WHAT IS REQUIRED ▸ If a line of the data below contains the string "WsStream", copy it into your answer.

(Items listed in a dataset)
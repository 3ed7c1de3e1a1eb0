//! SQLite persistence behind the domain repository ports.

pub mod automation_repo;
pub mod connection;
pub mod device_repo;
pub mod entity_repo;
pub mod event_repo;
pub mod integration_config_repo;
pub mod utils;

pub use automation_repo::AutomationRepositoryImpl;
pub use connection::DatabaseConnection;
pub use device_repo::DeviceRepositoryImpl;
pub use entity_repo::EntityRepositoryImpl;
pub use event_repo::EventRepositoryImpl;
pub use integration_config_repo::IntegrationConfigRepositoryImpl;
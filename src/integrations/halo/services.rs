//! Halo service handlers.

use std::collections::HashMap;
use std::sync::Arc;

use async_trait::async_trait;

use crate::domain::errors::EngineResult;
use crate::domain::models::{
    EntityType, ParamMetadata, ServiceHandler, ServiceInvocation, ServiceSpec, TargetSpec,
    TargetType,
};

use super::client::HaloClient;

struct SetButtonValue {
    client: Arc<HaloClient>,
}

#[async_trait]
impl ServiceHandler for SetButtonValue {
    async fn call(&self, invocation: &ServiceInvocation) -> EngineResult<()> {
        let value = invocation.int_param("value")?;
        for target in &invocation.targets {
            self.client
                .update_button_value(&target.external_id, value.clamp(0, 100))
                .await?;
        }
        Ok(())
    }
}

struct DisplayNotification {
    client: Arc<HaloClient>,
}

#[async_trait]
impl ServiceHandler for DisplayNotification {
    async fn call(&self, invocation: &ServiceInvocation) -> EngineResult<()> {
        let title = invocation.str_param("title")?;
        let subtitle = invocation
            .str_param("subtitle")
            .unwrap_or_default();
        self.client.display_notification(title, subtitle).await
    }
}

pub fn export_services(client: &Arc<HaloClient>) -> HashMap<String, ServiceSpec> {
    let mut services = HashMap::new();

    services.insert(
        "set_button_value".to_string(),
        ServiceSpec {
            handler: Arc::new(SetButtonValue {
                client: client.clone(),
            }),
            required_params: HashMap::from([(
                "value".to_string(),
                ParamMetadata {
                    data_type: "int".to_string(),
                    description: "button value between 0 and 100".to_string(),
                },
            )]),
            allowed_targets: TargetSpec {
                types: vec![TargetType::Entity],
                entity_types: vec![EntityType::Button],
            },
        },
    );
    services.insert(
        "display_notification".to_string(),
        ServiceSpec {
            handler: Arc::new(DisplayNotification {
                client: client.clone(),
            }),
            required_params: HashMap::from([(
                "title".to_string(),
                ParamMetadata {
                    data_type: "string".to_string(),
                    description: "notification title".to_string(),
                },
            )]),
            allowed_targets: TargetSpec::default(),
        },
    );

    services
}
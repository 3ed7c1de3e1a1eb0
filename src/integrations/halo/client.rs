//! Write-side websocket client for the Halo controller.
//!
//! Connects lazily, reconnects on the next send after a failure. The read
//! side lives in the event source on its own connection.

use futures::SinkExt;
use serde::Serialize;
use tokio::net::TcpStream;
use tokio::sync::Mutex;
use tokio_tungstenite::tungstenite::Message;
use tokio_tungstenite::{connect_async, MaybeTlsStream, WebSocketStream};
use tracing::{debug, warn};

use crate::domain::errors::{EngineError, EngineResult};

use super::config::{ConfigWrapper, HaloConfig};

type WsStream = WebSocketStream<MaybeTlsStream<TcpStream>>;

#[derive(Debug, Serialize)]
struct UpdateCommand<T: Serialize> {
    update: T,
}

#[derive(Debug, Serialize)]
pub struct ButtonUpdate {
    #[serde(rename = "type")]
    pub kind: &'static str,
    pub id: String,
    pub value: i64,
    #[serde(skip_serializing_if = "Option::is_none")]
    pub content: Option<ButtonContent>,
}

#[derive(Debug, Serialize)]
pub struct ButtonContent {
    #[serde(skip_serializing_if = "Option::is_none")]
    pub text: Option<String>,
    #[serde(skip_serializing_if = "Option::is_none")]
    pub icon: Option<String>,
}

#[derive(Debug, Serialize)]
struct NotificationUpdate {
    #[serde(rename = "type")]
    kind: &'static str,
    title: String,
    subtitle: String,
}

pub struct HaloClient {
    url: String,
    config: HaloConfig,
    stream: Mutex<Option<WsStream>>,
}

impl HaloClient {
    pub fn new(ip: &str, port: u16, config: HaloConfig) -> Self {
        Self {
            url: format!("ws://{ip}:{port}"),
            config,
            stream: Mutex::new(None),
        }
    }

    pub fn config(&self) -> &HaloConfig {
        &self.config
    }

    async fn send_json<T: Serialize>(&self, payload: &T) -> EngineResult<()> {
        let text = serde_json::to_string(payload)?;
        let mut guard = self.stream.lock().await;

        if guard.is_none() {
            let (stream, _) = connect_async(&self.url)
                .await
                .map_err(|err| EngineError::ServiceCall(format!("halo connect failed: {err}")))?;
            debug!(url = %self.url, "connected to halo websocket");
            *guard = Some(stream);
        }

        let Some(stream) = guard.as_mut() else {
            return Err(EngineError::ServiceCall("halo connection unavailable".into()));
        };
        if let Err(err) = stream.send(Message::Text(text)).await {
            // Drop the broken connection; the next send redials.
            *guard = None;
            warn!(error = %err, "halo send failed, connection dropped");
            return Err(EngineError::ServiceCall(format!("halo send failed: {err}")));
        }
        Ok(())
    }

    /// Push the configured pages to the device.
    pub async fn deploy_config(&self) -> EngineResult<()> {
        self.send_json(&ConfigWrapper {
            configuration: &self.config,
        })
        .await
    }

    pub async fn update_button_value(&self, button_id: &str, value: i64) -> EngineResult<()> {
        self.send_json(&UpdateCommand {
            update: ButtonUpdate {
                kind: "button",
                id: button_id.to_string(),
                value,
                content: None,
            },
        })
        .await
    }

    pub async fn display_notification(&self, title: &str, subtitle: &str) -> EngineResult<()> {
        self.send_json(&UpdateCommand {
            update: NotificationUpdate {
                kind: "notification",
                title: title.to_string(),
                subtitle: subtitle.to_string(),
            },
        })
        .await
    }
}
//! Hue event translation.
//!
//! Parses the bridge's SSE envelopes and shapes resource updates into
//! canonical `state_changed` events. Every tracked field that appears in
//! an update (power, brightness, color_xy, mirek) yields exactly one
//! event, built against the cached state so old and new snapshots are
//! both present. Handlers are registered per source event type; adding a
//! resource type is one entry in the registry.

use std::collections::HashMap;
use std::sync::Arc;

use serde::Deserialize;
use serde_json::{json, Value};
use tracing::{debug, warn};

use crate::domain::errors::{EngineError, EngineResult};
use crate::domain::models::{Context, Event, EventData, State, StateChangedData};
use crate::domain::ports::{EntityResolver, EventTranslator, StateStore};

use super::client::{ColorState, ColorTemperature, Dimming, OnState};
use super::resources::HueResourceIndex;

#[derive(Debug, Deserialize)]
struct Envelope {
    #[serde(rename = "type")]
    kind: String,
    #[serde(default)]
    data: Vec<Value>,
}

#[derive(Debug, Deserialize)]
struct LightUpdate {
    id: String,
    #[serde(default)]
    on: Option<OnState>,
    #[serde(default)]
    dimming: Option<Dimming>,
    #[serde(default)]
    color: Option<ColorState>,
    #[serde(default)]
    color_temperature: Option<ColorTemperature>,
}

#[derive(Debug, Deserialize)]
struct GroupedLightUpdate {
    id: String,
    #[serde(default)]
    on: Option<OnState>,
    #[serde(default)]
    dimming: Option<Dimming>,
}

#[derive(Debug, Deserialize)]
struct SceneStatus {
    active: String,
}

#[derive(Debug, Deserialize)]
struct SceneUpdate {
    id: String,
    #[serde(default)]
    status: Option<SceneStatus>,
}

/// One tracked-field change extracted from a source update.
enum Delta {
    Power(bool),
    Brightness(f64),
    ColorXy(f64, f64),
    Mirek(i64),
}

type UpdateHandler = fn(&HueTranslator, &Value) -> EngineResult<Vec<Event>>;

pub struct HueTranslator {
    state: Arc<dyn StateStore>,
    entities: Arc<dyn EntityResolver>,
    resources: HueResourceIndex,
    registry: HashMap<&'static str, UpdateHandler>,
}

impl HueTranslator {
    pub fn new(
        state: Arc<dyn StateStore>,
        entities: Arc<dyn EntityResolver>,
        resources: HueResourceIndex,
    ) -> Self {
        let mut registry: HashMap<&'static str, UpdateHandler> = HashMap::new();
        registry.insert("light", Self::translate_light);
        registry.insert("grouped_light", Self::translate_grouped_light);
        registry.insert("scene", Self::translate_scene);
        Self {
            state,
            entities,
            resources,
            registry,
        }
    }

    fn translate_light(&self, raw: &Value) -> EngineResult<Vec<Event>> {
        let update: LightUpdate = serde_json::from_value(raw.clone())?;
        let deltas = collect_light_deltas(
            update.on.as_ref(),
            update.dimming.as_ref(),
            update.color.as_ref(),
            update.color_temperature.as_ref(),
        );
        self.state_events(&update.id, deltas)
    }

    fn translate_grouped_light(&self, raw: &Value) -> EngineResult<Vec<Event>> {
        let update: GroupedLightUpdate = serde_json::from_value(raw.clone())?;
        let deltas = collect_light_deltas(update.on.as_ref(), update.dimming.as_ref(), None, None);
        self.state_events(&update.id, deltas)
    }

    /// Scene activation produces the scene entity's own event plus a
    /// synthetic one on the owning grouped light carrying `active_scene`,
    /// keeping the cache free of scene-specific knowledge.
    fn translate_scene(&self, raw: &Value) -> EngineResult<Vec<Event>> {
        let update: SceneUpdate = serde_json::from_value(raw.clone())?;
        let Some(status) = update.status else {
            return Ok(Vec::new());
        };
        let active = status.active != "inactive";

        let entity_id = self
            .entities
            .resolve(&update.id)
            .ok_or_else(|| EngineError::UnknownEntity(update.id.clone()))?;

        let mut events = Vec::new();
        let context = Context::new();
        let old_state = self.state.get(&entity_id);
        let mut new_state = rebased(old_state.as_ref(), &entity_id, &context);
        new_state.state = json!(if active { "active" } else { "inactive" });
        events.push(Event {
            data: EventData::StateChanged(
                StateChangedData {
                    entity_id: entity_id.clone(),
                    old_state,
                    new_state: Some(new_state),
                },
            ),
            context,
            time_fired: chrono::Utc::now(),
        });

        if active {
            if let Some(grouped_external) = self.resources.scene_owner(&update.id) {
                let scene_name = self
                    .resources
                    .name(&update.id)
                    .unwrap_or(&update.id)
                    .to_string();
                match self.entities.resolve(grouped_external) {
                    Some(grouped_entity) => {
                        let context = Context::new();
                        let old_state = self.state.get(&grouped_entity);
                        let mut new_state = rebased(old_state.as_ref(), &grouped_entity, &context);
                        new_state
                            .attributes
                            .insert("active_scene".to_string(), json!(scene_name));
                        events.push(Event {
                            data: EventData::StateChanged(StateChangedData {
                                entity_id: grouped_entity.clone(),
                                old_state,
                                new_state: Some(new_state),
                            }),
                            context,
                            time_fired: chrono::Utc::now(),
                        });
                    }
                    None => {
                        warn!(grouped_light = grouped_external, "grouped light not in registry, skipping scene propagation");
                    }
                }
            }
        }
        Ok(events)
    }

    /// Build one self-contained `state_changed` event per delta, chaining
    /// so each event's old state includes the previous deltas.
    fn state_events(&self, external_id: &str, deltas: Vec<Delta>) -> EngineResult<Vec<Event>> {
        if deltas.is_empty() {
            return Ok(Vec::new());
        }
        let entity_id = self
            .entities
            .resolve(external_id)
            .ok_or_else(|| EngineError::UnknownEntity(external_id.to_string()))?;

        let mut prev = self.state.get(&entity_id);
        let mut events = Vec::with_capacity(deltas.len());
        for delta in deltas {
            let context = Context::new();
            let mut new_state = rebased(prev.as_ref(), &entity_id, &context);
            match delta {
                Delta::Power(on) => {
                    new_state.state = json!(if on { "on" } else { "off" });
                }
                Delta::Brightness(brightness) => {
                    new_state
                        .attributes
                        .insert("brightness".to_string(), json!(brightness));
                }
                Delta::ColorXy(x, y) => {
                    new_state
                        .attributes
                        .insert("color_xy".to_string(), json!([x, y]));
                }
                Delta::Mirek(mirek) => {
                    new_state.attributes.insert("mirek".to_string(), json!(mirek));
                }
            }
            events.push(Event {
                data: EventData::StateChanged(StateChangedData {
                    entity_id: entity_id.clone(),
                    old_state: prev.clone(),
                    new_state: Some(new_state.clone()),
                }),
                context,
                time_fired: chrono::Utc::now(),
            });
            prev = Some(new_state);
        }
        Ok(events)
    }
}
//! HTTP client for the Hue bridge CLIP v2 API.

use serde::de::DeserializeOwned;
use serde::{Deserialize, Serialize};

use crate::domain::errors::{EngineError, EngineResult};

#[derive(Debug, Clone, Deserialize)]
pub struct ResourceRef {
    pub rid: String,
    pub rtype: String,
}

#[derive(Debug, Clone, Deserialize)]
pub struct ResourceMetadata {
    pub name: String,
    #[serde(default)]
    pub archetype: Option<String>,
}

#[derive(Debug, Clone, Deserialize)]
pub struct OnState {
    pub on: bool,
}

#[derive(Debug, Clone, Deserialize)]
pub struct Dimming {
    pub brightness: f64,
}

#[derive(Debug, Clone, Deserialize)]
pub struct ColorXy {
    pub x: f64,
    pub y: f64,
}

#[derive(Debug, Clone, Deserialize)]
pub struct ColorState {
    pub xy: ColorXy,
}

#[derive(Debug, Clone, Deserialize)]
pub struct ColorTemperature {
    #[serde(default)]
    pub mirek: Option<i64>,
}

#[derive(Debug, Clone, Deserialize)]
pub struct LightGet {
    pub id: String,
    pub owner: ResourceRef,
    pub metadata: ResourceMetadata,
    #[serde(default)]
    pub on: Option<OnState>,
    #[serde(default)]
    pub dimming: Option<Dimming>,
    #[serde(default)]
    pub color: Option<ColorState>,
    #[serde(default)]
    pub color_temperature: Option<ColorTemperature>,
}

#[derive(Debug, Clone, Deserialize)]
pub struct GroupedLightGet {
    pub id: String,
    pub owner: ResourceRef,
    #[serde(default)]
    pub on: Option<OnState>,
    #[serde(default)]
    pub dimming: Option<Dimming>,
}

#[derive(Debug, Clone, Deserialize)]
pub struct SceneGet {
    pub id: String,
    pub metadata: ResourceMetadata,
    /// The room or zone the scene belongs to.
    pub group: ResourceRef,
}

#[derive(Debug, Clone, Deserialize)]
pub struct RoomGet {
    pub id: String,
    pub metadata: ResourceMetadata,
    /// Services exposed by the room, including its grouped_light.
    #[serde(default)]
    pub services: Vec<ResourceRef>,
}

#[derive(Debug, Deserialize)]
struct ApiResponse<T> {
    #[serde(default = "Vec::new")]
    data: Vec<T>,
}

#[derive(Debug, Serialize)]
struct OnPut {
    on: OnBody,
}

#[derive(Debug, Serialize)]
struct OnBody {
    on: bool,
}

#[derive(Debug, Serialize)]
struct DimmingPut {
    dimming: DimmingBody,
}

#[derive(Debug, Serialize)]
struct DimmingBody {
    brightness: f64,
}

#[derive(Debug, Serialize)]
struct DimmingDeltaPut {
    dimming_delta: DimmingDeltaBody,
}

#[derive(Debug, Serialize)]
struct DimmingDeltaBody {
    action: String,
    brightness_delta: f64,
}

#[derive(Debug, Serialize)]
struct RecallPut {
    recall: RecallBody,
}

#[derive(Debug, Serialize)]
struct RecallBody {
    action: String,
}

pub struct HueClient {
    ip: String,
    app_key: String,
    http: reqwest::Client,
}

impl HueClient {
    pub fn new(ip: impl Into<String>, app_key: impl Into<String>) -> EngineResult<Self> {
        let app_key = app_key.into();
        if app_key.is_empty() {
            return Err(EngineError::InvalidConfig("missing hue app key".into()));
        }
        // The bridge serves a self-signed certificate.
        let http = reqwest::Client::builder()
            .danger_accept_invalid_certs(true)
            .build()?;
        Ok(Self {
            ip: ip.into(),
            app_key,
            http,
        })
    }

    fn url(&self, path: &str) -> String {
        format!("https://{}/clip/v2/{path}", self.ip)
    }

    async fn get<T: DeserializeOwned>(&self, path: &str) -> EngineResult<Vec<T>> {
        let response = self
            .http
            .get(self.url(path))
            .header("hue-application-key", &self.app_key)
            .send()
            .await?;
        if !response.status().is_success() {
            return Err(EngineError::Http(format!(
                "GET {path} returned {}",
                response.status()
            )));
        }
        let body: ApiResponse<T> = response.json().await?;
        Ok(body.data)
    }

    async fn put<B: Serialize>(&self, path: &str, body: &B) -> EngineResult<()> {
        let response = self
            .http
            .put(self.url(path))
            .header("hue-application-key", &self.app_key)
            .json(body)
            .send()
            .await?;
        if !response.status().is_success() {
            return Err(EngineError::Http(format!(
                "PUT {path} returned {}",
                response.status()
            )));
        }
        Ok(())
    }

    pub async fn lights(&self) -> EngineResult<Vec<LightGet>> {
        self.get("resource/light").await
    }

    pub async fn grouped_lights(&self) -> EngineResult<Vec<GroupedLightGet>> {
        self.get("resource/grouped_light").await
    }

    pub async fn scenes(&self) -> EngineResult<Vec<SceneGet>> {
        self.get("resource/scene").await
    }

    pub async fn rooms(&self) -> EngineResult<Vec<RoomGet>> {
        self.get("resource/room").await
    }

    pub async fn set_light_on(&self, id: &str, on: bool) -> EngineResult<()> {
        self.put(
            &format!("resource/light/{id}"),
            &OnPut {
                on: OnBody { on },
            },
        )
        .await
    }

    /// Brightness is a percentage; the bridge clamps 0 to its minimum.
    pub async fn set_light_brightness(&self, id: &str, brightness: f64) -> EngineResult<()> {
        self.put(
            &format!("resource/light/{id}"),
            &DimmingPut {
                dimming: DimmingBody { brightness },
            },
        )
        .await
    }

    pub async fn step_light_brightness(
        &self,
        id: &str,
        delta: f64,
        direction: &str,
    ) -> EngineResult<()> {
        let action = match direction {
            "down" => "down",
            _ => "up",
        };
        self.put(
            &format!("resource/light/{id}"),
            &DimmingDeltaPut {
                dimming_delta: DimmingDeltaBody {
                    action: action.to_string(),
                    brightness_delta: delta.abs(),
                },
            },
        )
        .await
    }

    pub async fn recall_scene(&self, id: &str) -> EngineResult<()> {
        self.put(
            &format!("resource/scene/{id}"),
            &RecallPut {
                recall: RecallBody {
                    action: "active".to_string(),
                },
            },
        )
        .await
    }
}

FINISHED TASK ▸
type WsStream = WebSocketStream<MaybeTlsStream<TcpStream>>;
    stream: Mutex<Option<WsStream>>,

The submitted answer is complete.